Marina O’Loughlin reviews EL&N, Soho

‘An Instagram heaven that’s a shade too sickly sweet’

The Sunday Times
ALAMY

I walked past a luridly pink outfit in Soho recently and was astonished by the number of people jostling to get in behind a roped enclosure. With no idea what it was I bunged it on Instagram Stories, captioned: “Whyyyyy are people queueing for this?” The response was immediate and unimpressed: “Because it’s pink?”; “So gross”; “Influenzas?”; and, trenchantly, “Ugh”.

This is EL&N (formerly Élan). Everyone seemed to know it. The owner — or at least, public face — is one Alexandra Miller, a beautiful young woman. (She clearly thinks so too, if the video wall at this branch in central London, showing her prancing about on a loop, is anything to go by.) Without my even noticing she has opened ten branches in parts of town where stealth supercars are the norm and “vocal fry” the dialect. Perhaps I’m pink-blind.

Video games adorn the garish interior
Video games adorn the garish interior
ALAMY

Painfully aware I’m not its demographic, I’ve co-opted the Instagram-native youngest pal. Because it’s not just targeting the yoof, but a particular subset: those for whom social media, not food, is the draw. The pink-neoned tunnels of video games between its two rooms form the backdrop to endless posing for the camera. We take what looks like an unoccupied booth only to be booted off by an exuberantly eyebrowed couple, pouting, “We only left to take our selfies” — as if this were as essential a part of eating out as menus and waitstaff and debating the tip.
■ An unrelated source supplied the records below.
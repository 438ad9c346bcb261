//! Host-to-tenant resolution
//!
//! Resolves normalized hosts to tenants for routing. Lookup order tolerates
//! the historical storage formats of the default host (see
//! [`stored_host_forms`]):
//! 1. `custom_host` exact match
//! 2. `default_host` stored bare
//! 3. `default_host` stored as `https://<host>`
//! 4. `default_host` stored as `https://<host>/`
//!
//! Resolution is a routing concern and fails open: a directory error logs a
//! warning and reads as "no tenant", never as a request error.

use std::sync::Arc;
use std::time::Duration;

use signalboard_shared::Tenant;

use super::HostCache;
use crate::directory::{stored_host_forms, DirectoryError, TenantDirectory};
use crate::host::FEEDBACK_LABEL;

/// Tenant resolver with caching
#[derive(Clone)]
pub struct TenantResolver {
    directory: Arc<dyn TenantDirectory>,
    cache: Arc<HostCache<Option<Tenant>>>,
}

impl TenantResolver {
    pub fn new(directory: Arc<dyn TenantDirectory>, cache_ttl: Duration) -> Self {
        Self {
            directory,
            cache: Arc::new(HostCache::new(cache_ttl)),
        }
    }

    /// Resolve a normalized host to a tenant.
    ///
    /// Hosts carrying the feedback vanity label are matched with the label
    /// stripped. Returns `None` on a miss or on any lookup failure.
    pub async fn resolve(&self, host_no_port: &str) -> Option<Tenant> {
        if host_no_port.is_empty() {
            return None;
        }

        // feedback.<host> routes to the tenant owning <host>
        let host = host_no_port
            .strip_prefix(FEEDBACK_LABEL)
            .unwrap_or(host_no_port);

        if let Some(cached) = self.cache.get(host) {
            return cached;
        }

        match self.lookup(host).await {
            Ok(tenant) => {
                self.cache.set(host, tenant.clone());
                tenant
            }
            Err(err) => {
                // Fail open: a routing miss degrades to main-domain handling.
                // Errors are not cached so the next request retries.
                tracing::warn!(host, error = %err, "tenant lookup failed, continuing unresolved");
                None
            }
        }
    }

    /// Ordered multi-format lookup, first match wins.
    async fn lookup(&self, host: &str) -> Result<Option<Tenant>, DirectoryError> {
        if let Some(tenant) = self.directory.tenant_by_custom_host(host).await? {
            return Ok(Some(tenant));
        }

        for stored in stored_host_forms(host) {
            if let Some(tenant) = self.directory.tenant_by_default_host(&stored).await? {
                return Ok(Some(tenant));
            }
        }

        Ok(None)
    }

    /// Invalidate the cached entry for a host (both label-stripped and not).
    pub fn invalidate_host(&self, host: &str) {
        let host = host.strip_prefix(FEEDBACK_LABEL).unwrap_or(host);
        self.cache.invalidate(host);
    }

    pub fn cache_stats(&self) -> super::CacheStats {
        self.cache.stats()
    }
}
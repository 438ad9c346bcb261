//! In-memory host-keyed cache with TTL
//!
//! Caches per-host lookup results (tenant resolution, verification status)
//! to bound directory load. Negative results are cached too, as `None`
//! values of the stored type.

use std::collections::HashMap;
use std::sync::RwLock;
use std::time::{Duration, Instant};

/// Cache entry with expiration
#[derive(Clone)]
struct CacheEntry<V> {
    value: V,
    expires_at: Instant,
}

impl<V> CacheEntry<V> {
    fn new(value: V, ttl: Duration) -> Self {
        Self {
            value,
            expires_at: Instant::now() + ttl,
        }
    }

    fn is_expired(&self) -> bool {
        Instant::now() > self.expires_at
    }
}

/// Thread-safe in-memory cache keyed by normalized host
pub struct HostCache<V: Clone> {
    cache: RwLock<HashMap<String, CacheEntry<V>>>,
    ttl: Duration,
}

impl<V: Clone> HostCache<V> {
    pub fn new(ttl: Duration) -> Self {
        Self {
            cache: RwLock::new(HashMap::new()),
            ttl,
        }
    }

    /// Get the cached value for a host, if present and not expired.
    pub fn get(&self, host: &str) -> Option<V> {
        let cache = self.cache.read().ok()?;
        let entry = cache.get(host)?;

        if entry.is_expired() {
            None
        } else {
            Some(entry.value.clone())
        }
    }

    /// Cache a host -> value mapping.
    pub fn set(&self, host: &str, value: V) {
        if let Ok(mut cache) = self.cache.write() {
            cache.insert(host.to_string(), CacheEntry::new(value, self.ttl));
        }
    }

    /// Invalidate a specific host.
    pub fn invalidate(&self, host: &str) {
        if let Ok(mut cache) = self.cache.write() {
            cache.remove(host);
        }
    }

    /// Clear expired entries (call periodically for memory management).
    pub fn cleanup(&self) {
        if let Ok(mut cache) = self.cache.write() {
            cache.retain(|_, entry| !entry.is_expired());
        }
    }

    /// Get cache statistics.
    pub fn stats(&self) -> CacheStats {
        if let Ok(cache) = self.cache.read() {
            let total = cache.len();
            let expired = cache.values().filter(|e| e.is_expired()).count();
            CacheStats {
                total_entries: total,
                expired_entries: expired,
                active_entries: total - expired,
            }
        } else {
            CacheStats::default()
        }
    }
}

/// Cache statistics
#[derive(Default, Debug)]
pub struct CacheStats {
    pub total_entries: usize,
    pub expired_entries: usize,
    pub active_entries: usize,
}
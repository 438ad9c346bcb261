//! Shared application state

use std::sync::Arc;
use std::time::Duration;

use sqlx::PgPool;

use crate::config::Config;
use crate::directory::{PgDirectory, TenantDirectory};
use crate::dispatch::DispatchPipeline;
use crate::routing::TenantResolver;
use crate::trust::{parse_allow_list, OriginTrustEvaluator};

/// Application state shared across handlers and middleware
#[derive(Clone)]
pub struct AppState {
    pub config: Arc<Config>,
    pub pool: PgPool,
    pub resolver: TenantResolver,
    pub pipeline: DispatchPipeline,
    pub trust: OriginTrustEvaluator,
}

impl AppState {
    /// Build state backed by the Postgres tenant directory.
    pub fn new(config: Config, pool: PgPool) -> Self {
        let directory = Arc::new(PgDirectory::new(pool.clone()));
        Self::with_directory(config, pool, directory)
    }

    /// Build state with an explicit directory implementation. Tests inject
    /// an in-memory fake here.
    pub fn with_directory(
        config: Config,
        pool: PgPool,
        directory: Arc<dyn TenantDirectory>,
    ) -> Self {
        let resolver = TenantResolver::new(
            directory.clone(),
            Duration::from_secs(config.tenant_cache_ttl_secs),
        );
        let pipeline = DispatchPipeline::new(resolver.clone());
        let trust = OriginTrustEvaluator::new(
            parse_allow_list(&config.auth_trusted_origins),
            directory,
            Duration::from_secs(config.verification_cache_ttl_secs),
        );

        Self {
            config: Arc::new(config),
            pool,
            resolver,
            pipeline,
            trust,
        }
    }
}
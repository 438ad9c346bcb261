//! Common types used across Signalboard

use serde::{Deserialize, Serialize};
use sqlx::FromRow;
use std::str::FromStr;
use uuid::Uuid;

// =============================================================================
// Tenants (workspaces)
// =============================================================================

/// A workspace as seen by the edge layer.
///
/// The slug is the immutable tenant identity. `default_host` is the host the
/// platform issued at creation time; historical rows store it in several
/// formats (bare host, `https://host`, `https://host/`), so callers must not
/// assume any single shape. `custom_host` is the user-supplied host, if any;
/// its presence says nothing about verification.
#[derive(Debug, Clone, PartialEq, Eq, Serialize, Deserialize, FromRow)]
pub struct Tenant {
    pub id: Uuid,
    pub slug: String,
    pub default_host: String,
    pub custom_host: Option<String>,
}

// =============================================================================
// Domain verification
// =============================================================================

/// Domain verification status (stored as TEXT in PostgreSQL)
#[derive(Debug, Clone, Copy, PartialEq, Eq, Serialize, Deserialize, Default)]
#[serde(rename_all = "lowercase")]
pub enum DomainStatus {
    #[default]
    Pending,
    Verified,
    Failed,
}

impl FromStr for DomainStatus {
    type Err = ();

    fn from_str(s: &str) -> Result<Self, Self::Err> {
        match s {
            "pending" => Ok(DomainStatus::Pending),
            "verified" => Ok(DomainStatus::Verified),
            "failed" => Ok(DomainStatus::Failed),
            // Unknown values read as Pending so they never grant trust
            _ => Ok(DomainStatus::Pending),
        }
    }
}

impl DomainStatus {
    pub fn is_verified(self) -> bool {
        matches!(self, DomainStatus::Verified)
    }
}

/// One verification record per custom host.
///
/// A tenant's `custom_host` being set does not imply a record exists, and a
/// record existing does not imply `Verified`; trust decisions must check the
/// status explicitly.
#[derive(Debug, Clone, PartialEq, Eq, Serialize, Deserialize)]
pub struct DomainVerification {
    pub host: String,
    pub status: DomainStatus,
}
Finally seated, we mournfully chomp through our lunch. I order chapatis with akkawi (a creamy-curdy Middle Eastern cheese; immaterial as it doesn’t turn up), pickles and za’atar, but they’re identical to the ones I buy frozen from my local Asian grocer. The pal has, obviously, avocado toast. As avocado toast goes it’s fine and comes with poached egg, a dandruff of micro-herbs and edible blossom. Both dishes are art-directed for the camera, image more important than content, style literally over substance. This is probably the least I’ve ever written about the food in a review. Hey, I’m showing it as much love as they do. “I don’t think you’re supposed to actually eat here,” says the pal.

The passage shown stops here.